If you violate a guideline, you may become ineligible for a rich result or, worse, receive a manual action (Google penalty).
Here is a synopsis of the main general guidelines:
Above all, make sure your structured data markup reflects the content of the page. This is in different ways repeatable several times in the guidelines. Don't try to game the system by having structured data on the backend that doesn't match the page's true content.
Google typically prefers that content is open and public for all users. It is a violation of your schema to describe the content that is not publicly available (gated, behind a paywall, etc). I imagine the one exception to this is the paywall/subscription schema as that is its entire purpose.
Structured data that misleads readers like including schema markup of a fake 5-star review of your local shop. Also, reviews and rating schema content (like aggregated ratings) have to have been completed on your site (can't just use Yelp or Google ratings for your aggregate score).
Make sure the structured data doesn't reference out of date content (like stating a live stream is a life when it isn't).
The schema should describe the original content that your organization created.
Must not cover inappropriate subjects like sexual violence or hate speech.
If your markup is part of a list, mark up the whole list (for example don't just include the first 2 of 10 recipe steps in your structured data).
There are also dos and don't for each individual schema type. For example, the Q&A schema markup is not for FAQs, but for Overflow Q&A type question sites.
If you are really into guidelines, check out the more high-level Google webmasters quality guidelines for general good practices.

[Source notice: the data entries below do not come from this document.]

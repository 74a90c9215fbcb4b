// vitalstream - Synthetic Clinical Encounter Stream Producer
// Copyright (c) 2025 Vitalstream Contributors
// Licensed under the MIT License

use clap::Parser;
use std::process;
use tokio::sync::watch;
use vitalstream::cli::{Cli, Commands};
use vitalstream::config::LoggingConfig;
use vitalstream::logging::init_logging;

#[tokio::main]
async fn main() {
    // Load environment variables from .env file if present
    // This is optional - if .env doesn't exist, it's silently ignored
    let _ = dotenvy::dotenv();

    let cli = Cli::parse();

    // Console-only logging until the config file is loaded; the file
    // layer is an opt-in for long-running deployments
    let log_level = cli.log_level.as_deref().unwrap_or("info");
    let logging_config = LoggingConfig::default();
    let _guard = match init_logging(log_level, &logging_config) {
        Ok(guard) => guard,
        Err(e) => {
            eprintln!("Failed to initialize logging: {e}");
            process::exit(5);
        }
    };

    tracing::info!(
        version = env!("CARGO_PKG_VERSION"),
        "vitalstream - Synthetic Clinical Encounter Stream Producer"
    );

    // Create shutdown signal channel for graceful shutdown
    let (shutdown_tx, shutdown_rx) = watch::channel(false);

    // Spawn signal handler task
    tokio::spawn(async move {
        #[cfg(unix)]
        {
            use tokio::signal::unix::{signal, SignalKind};
            let mut sigterm =
                signal(SignalKind::terminate()).expect("Failed to create SIGTERM handler");

            tokio::select! {
                _ = tokio::signal::ctrl_c() => {
                    tracing::info!("Received SIGINT (Ctrl+C), initiating graceful shutdown...");
                    println!("\n⚠️  Shutdown signal received, flushing publish channel...");
                    let _ = shutdown_tx.send(true);
                }
                _ = sigterm.recv() => {
                    tracing::info!("Received SIGTERM, initiating graceful shutdown...");
                    println!("\n⚠️  Shutdown signal received, flushing publish channel...");
                    let _ = shutdown_tx.send(true);
                }
            }
        }

        #[cfg(not(unix))]
        {
            if let Err(e) = tokio::signal::ctrl_c().await {
                tracing::error!(error = %e, "Failed to listen for Ctrl+C");
            } else {
                tracing::info!("Received SIGINT (Ctrl+C), initiating graceful shutdown...");
                println!("\n⚠️  Shutdown signal received, flushing publish channel...");
                let _ = shutdown_tx.send(true);
            }
        }
    });

    // Execute command and get exit code
    let exit_code = match execute_command(&cli, shutdown_rx).await {
        Ok(code) => code,
        Err(e) => {
            tracing::error!(error = %e, "Command execution failed");
            eprintln!("Error: {e}");
            5 // Fatal error exit code
        }
    };

    process::exit(exit_code);
}

/// Execute the CLI command
async fn execute_command(cli: &Cli, shutdown_signal: watch::Receiver<bool>) -> anyhow::Result<i32> {
    match &cli.command {
        Commands::Stream(args) => args.execute(&cli.config, shutdown_signal).await,
        Commands::ValidateConfig(args) => args.execute(&cli.config).await,
        Commands::Init(args) => args.execute().await,
    }
}
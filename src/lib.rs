// vitalstream - Synthetic Clinical Encounter Stream Producer
// Copyright (c) 2025 Vitalstream Contributors
// Licensed under the MIT License

//! # vitalstream - Synthetic Clinical Encounter Stream Producer
//!
//! vitalstream reads Synthea CSV exports (patients and encounters),
//! joins and transforms them into flat encounter events, occasionally
//! injects data-quality faults, and streams the events one at a time to
//! an Azure Event Hubs Kafka endpoint, looping over the source data
//! until a bounded count is reached.
//!
//! ## Architecture
//!
//! - [`cli`] - Command-line interface and argument parsing
//! - [`core`] - The pipeline: derivation, fault injection, cyclic
//!   generation, and the paced publish loop
//! - [`ingest`] - CSV readers for the two source tables
//! - [`publish`] - The `EventSink` seam and the Kafka producer
//! - [`domain`] - Core domain types and errors
//! - [`config`] - Configuration management
//! - [`logging`] - Structured logging
//!
//! ## Quick Start
//!
//! ```rust,no_run
//! use vitalstream::config::load_config;
//! use vitalstream::core::{EventGenerator, FaultInjector};
//! use vitalstream::ingest::{load_patients, read_encounters};
//!
//! # fn main() -> Result<(), Box<dyn std::error::Error>> {
//! let config = load_config("vitalstream.toml")?;
//! let delimiter = config.data.delimiter_byte();
//!
//! let patients = load_patients(&config.data.patients_file, delimiter)?;
//! let encounters = read_encounters(&config.data.encounters_file, delimiter)?
//!     .collect::<vitalstream::domain::Result<Vec<_>>>()?;
//!
//! let injector = FaultInjector::new(config.faults.clone());
//! let mut generator = EventGenerator::new(patients, encounters, injector)?;
//!
//! let event = generator.next_event();
//! println!("{}", serde_json::to_string(&event)?);
//! # Ok(())
//! # }
//! ```
//!
//! ## Error Handling
//!
//! Terminal conditions (unreadable files, bad configuration, publish
//! failures) surface as [`domain::VitalstreamError`]. Per-field parse
//! failures never do: unparseable dates and costs resolve to absent
//! values and processing continues.
//!
//! ## Logging
//!
//! Structured logging with the `tracing` crate:
//!
//! ```rust,no_run
//! tracing::info!(count = 42, "Loaded patient references");
//! ```

pub mod cli;
pub mod config;
pub mod core;
pub mod domain;
pub mod ingest;
pub mod logging;
pub mod publish;
//! Configuration management for vitalstream.
//!
//! TOML-based configuration loading, parsing, and validation with:
//! - Environment variable substitution (`${VAR_NAME}`)
//! - `VITALSTREAM_*` environment overrides
//! - Default values matching the historical producer
//! - Credential protection via [`SecretString`]
//!
//! # Example Configuration
//!
//! ```toml
//! [data]
//! patients_file = "./data/synthea_data/patients.csv"
//! encounters_file = "./data/synthea_data/encounters.csv"
//!
//! [stream]
//! namespace = "mynamespace.servicebus.windows.net"
//! event_hub = "encounters"
//! connection_string = "${EVENTHUB_CONNECTION_STRING}"
//!
//! [publisher]
//! max_events = 1000
//! delay_ms = 1000
//! ```

pub mod loader;
pub mod schema;
pub mod secret;

pub use loader::load_config;
pub use schema::{
    ApplicationConfig, DataConfig, FaultConfig, LoggingConfig, PublisherConfig, StreamConfig,
    VitalstreamConfig,
};
pub use secret::{secret_string, SecretString, SecretValue};
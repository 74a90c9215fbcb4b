//! Source data ingestion
//!
//! CSV readers for the two source tables. Both run once at startup:
//! the patient table becomes an in-memory reference map, the encounter
//! table a lazy row sequence the generator materializes.

pub mod encounters;
pub mod patients;

pub use encounters::{read_encounters, EncounterReader};
pub use patients::load_patients;
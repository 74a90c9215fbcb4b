//! End-to-end pipeline tests over real CSV fixtures
//!
//! Covers the load → join → derive path and the cyclic generator
//! semantics, with fault injection disabled so derived values are
//! deterministic.

use std::io::Write;
use tempfile::NamedTempFile;
use vitalstream::config::FaultConfig;
use vitalstream::core::{EventGenerator, FaultInjector};
use vitalstream::domain::{Result, VitalstreamError};
use vitalstream::ingest::{load_patients, read_encounters};

fn write_csv(content: &str) -> NamedTempFile {
    let mut file = NamedTempFile::new().unwrap();
    file.write_all(content.as_bytes()).unwrap();
    file.flush().unwrap();
    file
}

fn disabled_injector() -> FaultInjector {
    FaultInjector::new(FaultConfig {
        enabled: false,
        ..FaultConfig::default()
    })
}

fn generator_from(patients_csv: &str, encounters_csv: &str) -> Result<EventGenerator> {
    let patients_file = write_csv(patients_csv);
    let encounters_file = write_csv(encounters_csv);

    let patients = load_patients(patients_file.path(), b',')?;
    let encounters = read_encounters(encounters_file.path(), b',')?.collect::<Result<Vec<_>>>()?;
    EventGenerator::new(patients, encounters, disabled_injector())
}

const PATIENTS: &str = "Id,BIRTHDATE,GENDER,RACE,ETHNICITY,CITY,STATE,ZIP\n\
     P1,2/17/2019,F,white,nonhispanic,Boston,MA,02108\n";

const ENCOUNTER_HEADER: &str = "Id,START,STOP,PATIENT,ORGANIZATION,PROVIDER,PAYER,ENCOUNTERCLASS,BASE_ENCOUNTER_COST,TOTAL_CLAIM_COST,PAYER_COVERAGE\n";

#[test]
fn test_undistorted_event_one_day_before_first_birthday() {
    let encounters = format!(
        "{ENCOUNTER_HEADER}E1,2020-02-16T00:00:00Z,2020-02-16T01:00:00Z,P1,O1,PR1,PY1,wellness,100.0,,\n"
    );
    let mut generator = generator_from(PATIENTS, &encounters).unwrap();

    let event = generator.next_event();
    assert_eq!(event.encounter_id, "E1");
    assert_eq!(event.patient_id, "P1");
    assert_eq!(event.age, Some(0));
    assert_eq!(event.department, "wellness");
    assert_eq!(event.gender, Some("F".to_string()));
    assert_eq!(event.admission_time, "2020-02-16T00:00:00Z");
    assert_eq!(event.base_encounter_cost, Some(100.0));
    assert_eq!(event.total_claim_cost, None);
    assert_eq!(event.payer_coverage, None);
}

#[test]
fn test_event_serializes_numbers_and_nulls() {
    let encounters = format!(
        "{ENCOUNTER_HEADER}E1,2020-02-16T00:00:00Z,,P1,,,,wellness,100.0,not-a-number,\n"
    );
    let mut generator = generator_from(PATIENTS, &encounters).unwrap();

    let json = serde_json::to_value(generator.next_event()).unwrap();
    assert_eq!(json["base_encounter_cost"], 100.0);
    assert!(json["total_claim_cost"].is_null());
    assert!(json["payer_coverage"].is_null());
    assert_eq!(json["age"], 0);
    assert_eq!(json["department"], "wellness");
}

#[test]
fn test_generator_wraps_cyclically() {
    let encounters = format!(
        "{ENCOUNTER_HEADER}\
         E1,2020-01-01T00:00:00Z,,P1,,,,wellness,,,\n\
         E2,2020-01-02T00:00:00Z,,P1,,,,ambulatory,,,\n\
         E3,2020-01-03T00:00:00Z,,P1,,,,emergency,,,\n"
    );
    let mut generator = generator_from(PATIENTS, &encounters).unwrap();
    let n = generator.cycle_len();
    assert_eq!(n, 3);

    // The kth output and the (k + N)th, (k + 2N)th outputs revisit the
    // same underlying encounter
    let ids: Vec<String> = (0..3 * n).map(|_| generator.next_event().encounter_id).collect();
    for k in 0..n {
        assert_eq!(ids[k], ids[k + n]);
        assert_eq!(ids[k], ids[k + 2 * n]);
    }
}

#[test]
fn test_unknown_patient_yields_absent_fields_not_error() {
    let encounters = format!(
        "{ENCOUNTER_HEADER}E1,2020-02-16T00:00:00Z,,UNKNOWN,,,,urgentcare,50.0,,\n"
    );
    let mut generator = generator_from(PATIENTS, &encounters).unwrap();

    let event = generator.next_event();
    assert_eq!(event.gender, None);
    assert_eq!(event.age, None);
    assert_eq!(event.department, "urgentcare");
    assert_eq!(event.base_encounter_cost, Some(50.0));
}

#[test]
fn test_unparseable_dates_yield_absent_age() {
    let patients = "Id,BIRTHDATE,GENDER\nP1,seventeenth of february,F\n";
    let encounters = format!("{ENCOUNTER_HEADER}E1,2020-02-16T00:00:00Z,,P1,,,,wellness,,,\n");
    let mut generator = generator_from(patients, &encounters).unwrap();

    let event = generator.next_event();
    assert_eq!(event.age, None);
    assert_eq!(event.gender, Some("F".to_string()));
}

#[test]
fn test_empty_encounter_file_is_configuration_error() {
    let result = generator_from(PATIENTS, ENCOUNTER_HEADER);
    assert!(matches!(result, Err(VitalstreamError::Configuration(_))));
}
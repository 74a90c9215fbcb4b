//! Patient reference loader
//!
//! Reads the patient table once at startup into a map keyed by patient
//! identifier. Rows without an identifier are skipped, missing columns
//! default to the empty string, and field contents are not validated;
//! only an unreadable file is an error.

use crate::domain::{PatientRef, Result, VitalstreamError};
use csv::ReaderBuilder;
use std::collections::HashMap;
use std::path::Path;

const COL_ID: &str = "Id";
const COL_BIRTHDATE: &str = "BIRTHDATE";
const COL_GENDER: &str = "GENDER";
const COL_RACE: &str = "RACE";
const COL_ETHNICITY: &str = "ETHNICITY";
const COL_CITY: &str = "CITY";
const COL_STATE: &str = "STATE";
const COL_ZIP: &str = "ZIP";

/// Loads the patient table into a map keyed by patient identifier
///
/// # Errors
///
/// Returns [`VitalstreamError::Ingest`] if the file cannot be opened or
/// a row cannot be read.
pub fn load_patients(
    path: impl AsRef<Path>,
    delimiter: u8,
) -> Result<HashMap<String, PatientRef>> {
    let path = path.as_ref();
    let mut reader = ReaderBuilder::new()
        .delimiter(delimiter)
        .flexible(true)
        .from_path(path)
        .map_err(|e| {
            VitalstreamError::Ingest(format!(
                "Failed to open patients file {}: {}",
                path.display(),
                e
            ))
        })?;

    let headers = reader.headers()?.clone();
    let column = |name: &str| headers.iter().position(|h| h == name);

    let id_col = column(COL_ID);
    let birthdate_col = column(COL_BIRTHDATE);
    let gender_col = column(COL_GENDER);
    let race_col = column(COL_RACE);
    let ethnicity_col = column(COL_ETHNICITY);
    let city_col = column(COL_CITY);
    let state_col = column(COL_STATE);
    let zip_col = column(COL_ZIP);

    let mut patients = HashMap::new();
    for record in reader.records() {
        let record = record?;
        let field =
            |col: Option<usize>| col.and_then(|i| record.get(i)).unwrap_or("").to_string();

        let id = field(id_col);
        if id.is_empty() {
            continue;
        }

        patients.insert(
            id,
            PatientRef {
                birthdate_raw: field(birthdate_col),
                gender: field(gender_col),
                race: field(race_col),
                ethnicity: field(ethnicity_col),
                city: field(city_col),
                state: field(state_col),
                zip: field(zip_col),
            },
        );
    }

    Ok(patients)
}

#[cfg(test)]
mod tests {
    use super::*;
    use std::io::Write;
    use tempfile::NamedTempFile;

    fn write_csv(content: &str) -> NamedTempFile {
        let mut file = NamedTempFile::new().unwrap();
        file.write_all(content.as_bytes()).unwrap();
        file.flush().unwrap();
        file
    }

    #[test]
    fn test_load_patients_keyed_by_id() {
        let file = write_csv(
            "Id,BIRTHDATE,GENDER,RACE,ETHNICITY,CITY,STATE,ZIP\n\
             P1,2/17/2019,F,white,nonhispanic,Boston,MA,02108\n\
             P2,1980-05-04,M,asian,hispanic,Salem,MA,01970\n",
        );

        let patients = load_patients(file.path(), b',').unwrap();
        assert_eq!(patients.len(), 2);
        assert_eq!(patients["P1"].birthdate_raw, "2/17/2019");
        assert_eq!(patients["P1"].gender, "F");
        assert_eq!(patients["P2"].city, "Salem");
    }

    #[test]
    fn test_rows_without_id_are_skipped() {
        let file = write_csv(
            "Id,BIRTHDATE,GENDER\n\
             ,2/17/2019,F\n\
             P2,1980-05-04,M\n",
        );

        let patients = load_patients(file.path(), b',').unwrap();
        assert_eq!(patients.len(), 1);
        assert!(patients.contains_key("P2"));
    }

    #[test]
    fn test_missing_columns_default_to_empty() {
        let file = write_csv("Id,BIRTHDATE\nP1,2/17/2019\n");

        let patients = load_patients(file.path(), b',').unwrap();
        assert_eq!(patients["P1"].gender, "");
        assert_eq!(patients["P1"].zip, "");
    }

    #[test]
    fn test_missing_file_is_terminal() {
        let result = load_patients("/nonexistent/patients.csv", b',');
        assert!(matches!(result, Err(VitalstreamError::Ingest(_))));
    }
}
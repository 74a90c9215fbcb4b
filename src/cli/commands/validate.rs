//! Validate config command implementation

use crate::config::load_config;
use clap::Args;

/// Arguments for the validate-config command
#[derive(Args, Debug)]
pub struct ValidateArgs {}

impl ValidateArgs {
    /// Execute the validate-config command
    pub async fn execute(&self, config_path: &str) -> anyhow::Result<i32> {
        tracing::info!(config_path = %config_path, "Validating configuration");

        println!("🔍 Validating configuration file: {config_path}");
        println!();

        let config = match load_config(config_path) {
            Ok(c) => {
                println!("✅ Configuration file loaded successfully");
                c
            }
            Err(e) => {
                println!("❌ Failed to load configuration file");
                println!("   Error: {e}");
                return Ok(2); // Configuration error exit code
            }
        };

        // load_config already validated; print the effective settings
        println!("✅ Configuration is valid");
        println!();
        println!("Configuration Summary:");
        println!("  Log Level: {}", config.application.log_level);
        println!("  Patients File: {}", config.data.patients_file);
        println!("  Encounters File: {}", config.data.encounters_file);
        println!("  Namespace: {}", config.stream.namespace);
        println!("  Event Hub: {}", config.stream.event_hub);
        println!("  Bootstrap Servers: {}", config.stream.bootstrap_servers());
        println!("  Max Events: {}", config.publisher.max_events);
        println!("  Delay: {}ms", config.publisher.delay_ms);
        println!(
            "  Fault Injection: {} (age {:.0}%, admission {:.0}%, sentinel {})",
            if config.faults.enabled { "on" } else { "off" },
            config.faults.age_probability * 100.0,
            config.faults.admission_probability * 100.0,
            config.faults.age_sentinel
        );
        println!();
        Ok(0)
    }
}

#[cfg(test)]
mod tests {
    use super::*;

    #[test]
    fn test_validate_args_creation() {
        let args = ValidateArgs {};
        let _ = format!("{args:?}");
    }
}
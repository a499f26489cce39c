//! Module loading
//!
//! Discovers the `.tf` files of a module directory and parses them into
//! [`crate::ast::File`] trees ready for [`crate::Doc::create`].

pub mod parser;
pub mod walker;

use std::collections::BTreeMap;
use std::path::Path;

use rayon::prelude::*;
use tracing::{debug, info};

use crate::ast::File;
use crate::error::Result;

pub use parser::HclParser;
pub use walker::ModuleWalker;

/// Parsed files keyed by file name
pub type FileSet = BTreeMap<String, File>;

/// Parse every `.tf` file of the module at `path`.
///
/// Files are parsed in parallel; the first failure aborts the load.
pub fn load_module(path: &Path) -> Result<FileSet> {
    let files = ModuleWalker::new().walk(path)?;
    info!("Found {} files in {}", files.len(), path.display());

    let parsed: Vec<(String, File)> = files
        .par_iter()
        .map(|file| -> Result<(String, File)> {
            let parser = HclParser::new();
            let tree = parser.parse_file(file)?;
            let name = file
                .file_name()
                .map(|n| n.to_string_lossy().to_string())
                .unwrap_or_else(|| file.display().to_string());
            debug!("Parsed {}", file.display());
            Ok((name, tree))
        })
        .collect::<Result<_>>()?;

    Ok(parsed.into_iter().collect())
}

#[cfg(test)]
mod tests {
    use super::*;
    use crate::error::DocError;
    use std::fs;
    use tempfile::TempDir;

    #[test]
    fn test_load_module_keys_by_file_name() {
        let temp_dir = TempDir::new().unwrap();
        fs::write(temp_dir.path().join("variables.tf"), "variable \"a\" {}\n").unwrap();
        fs::write(temp_dir.path().join("outputs.tf"), "output \"b\" {\n  value = 1\n}\n").unwrap();

        let set = load_module(temp_dir.path()).unwrap();
        let names: Vec<&str> = set.keys().map(String::as_str).collect();
        assert_eq!(names, vec!["outputs.tf", "variables.tf"]);
    }

    #[test]
    fn test_load_module_fails_on_syntax_error() {
        let temp_dir = TempDir::new().unwrap();
        fs::write(temp_dir.path().join("main.tf"), "variable \"a\" {}\n").unwrap();
        fs::write(temp_dir.path().join("bad.tf"), "output \"b\" {\n").unwrap();

        let err = load_module(temp_dir.path()).unwrap_err();
        assert!(matches!(err, DocError::Parse { .. }));
    }

    #[test]
    fn test_load_module_empty_directory() {
        let temp_dir = TempDir::new().unwrap();
        assert!(load_module(temp_dir.path()).unwrap().is_empty());
    }
}
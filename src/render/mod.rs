//! Rendering of [`Doc`] values
//!
//! Markdown tables for READMEs, plus JSON and YAML for other tooling.

use std::borrow::Cow;
use std::fmt::Write;

use crate::doc::{Doc, Input, Output};
use crate::error::Result;

/// Output format for rendered documentation
#[derive(Debug, Clone, Copy, Default, PartialEq, Eq)]
pub enum OutputFormat {
    #[default]
    Markdown,
    Json,
    Yaml,
}

impl OutputFormat {
    pub fn from_str(s: &str) -> Option<Self> {
        match s.to_lowercase().as_str() {
            "markdown" | "md" => Some(OutputFormat::Markdown),
            "json" => Some(OutputFormat::Json),
            "yaml" | "yml" => Some(OutputFormat::Yaml),
            _ => None,
        }
    }

    pub fn as_str(&self) -> &'static str {
        match self {
            OutputFormat::Markdown => "markdown",
            OutputFormat::Json => "json",
            OutputFormat::Yaml => "yaml",
        }
    }
}

#[derive(Debug, Clone, Copy, Default)]
pub struct RenderOptions {
    /// Order inputs and outputs by name
    pub sort: bool,
}

/// Render `doc` in `format`. The doc itself is left untouched.
pub fn render(doc: &Doc, format: OutputFormat, options: RenderOptions) -> Result<String> {
    let doc = if options.sort {
        Cow::Owned(sorted(doc))
    } else {
        Cow::Borrowed(doc)
    };

    match format {
        OutputFormat::Markdown => Ok(markdown(&doc)),
        OutputFormat::Json => Ok(serde_json::to_string_pretty(&*doc)?),
        OutputFormat::Yaml => Ok(serde_yaml::to_string(&*doc)?),
    }
}

fn sorted(doc: &Doc) -> Doc {
    let mut inputs: Vec<Input> = doc.inputs.clone();
    let mut outputs: Vec<Output> = doc.outputs.clone();
    inputs.sort_by(|a, b| a.name.cmp(&b.name));
    outputs.sort_by(|a, b| a.name.cmp(&b.name));

    Doc {
        comment: doc.comment.clone(),
        inputs,
        outputs,
    }
}

/// Markdown tables, one section per non-empty list.
pub fn markdown(doc: &Doc) -> String {
    let mut out = String::new();

    if !doc.comment.trim().is_empty() {
        out.push_str(doc.comment.trim());
        out.push_str("\n\n");
    }

    if !doc.inputs.is_empty() {
        out.push_str("## Inputs\n\n");
        out.push_str("| Name | Description | Default | Required |\n");
        out.push_str("|------|-------------|:-----:|:-----:|\n");
        for input in &doc.inputs {
            let default = if input.default.is_empty() {
                "-".to_string()
            } else {
                format!("`{}`", cell(&input.default))
            };
            let required = if input.is_required() { "yes" } else { "no" };
            let _ = writeln!(
                out,
                "| {} | {} | {} | {} |",
                cell(&input.name),
                cell(&input.description),
                default,
                required
            );
        }
        out.push('\n');
    }

    if !doc.outputs.is_empty() {
        out.push_str("## Outputs\n\n");
        out.push_str("| Name | Description |\n");
        out.push_str("|------|-------------|\n");
        for output in &doc.outputs {
            let _ = writeln!(
                out,
                "| {} | {} |",
                cell(&output.name),
                cell(&output.description)
            );
        }
        out.push('\n');
    }

    out
}

/// Fold lines and escape pipes so text fits in a table cell.
fn cell(text: &str) -> String {
    text.split('\n')
        .map(str::trim)
        .filter(|line| !line.is_empty())
        .collect::<Vec<_>>()
        .join(" ")
        .replace('|', "\\|")
}
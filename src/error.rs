use thiserror::Error;

#[derive(Error, Debug)]
pub enum DocError {
    #[error("IO error: {0}")]
    Io(#[from] std::io::Error),

    #[error("Parse error in {file} at {line}:{column}: {message}")]
    Parse {
        file: String,
        line: usize,
        column: usize,
        message: String,
    },

    #[error("{0}: root node is not an object list")]
    NotObjectList(String),

    #[error("{file}: malformed {kind} declaration: {reason}")]
    MalformedDeclaration {
        file: String,
        kind: &'static str,
        reason: String,
    },

    #[error("Unknown output format: {0}")]
    UnknownFormat(String),

    #[error("Serialization error: {0}")]
    Serialize(String),
}

impl From<serde_json::Error> for DocError {
    fn from(e: serde_json::Error) -> Self {
        DocError::Serialize(e.to_string())
    }
}

impl From<serde_yaml::Error> for DocError {
    fn from(e: serde_yaml::Error) -> Self {
        DocError::Serialize(e.to_string())
    }
}

pub type Result<T> = std::result::Result<T, DocError>;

The occurrences of rich results vary greatly by device type: mobile, tablet, and desktop. For example, a single site carousel is usually seen only on mobile and rarely on the desktop. So before banging your head against the wall about what you did wrong, check mobile (and a tablet).
You may see that your rich snippet is showing up beautifully in other device types. In this case, Google is probably not likely to show your rich snippet on other device types if they aren't already doing so. The reason is we now know they are viewing the schema as corrected marked up so there must be another reason they feel it isn't necessary to show the result elsewhere.
This is a new one. Google announced an update to Reviews Rich Results in September of 2019. Google is now only showing review stars for a limited set of content. For example, article schema used to be able to have review stars show up in search but no longer. Now Google will only show review stars for the following structured data types:
The purpose of this change was to limit abusive uses of review rich results.
Google also clarified their stance against "self-serving reviews." Basically, you can't receive a rich result for schema markup on your site if the review stars are referring to your own entity.
Lastly, this update stated that "name" is now a required property so make sure your schema markup includes this.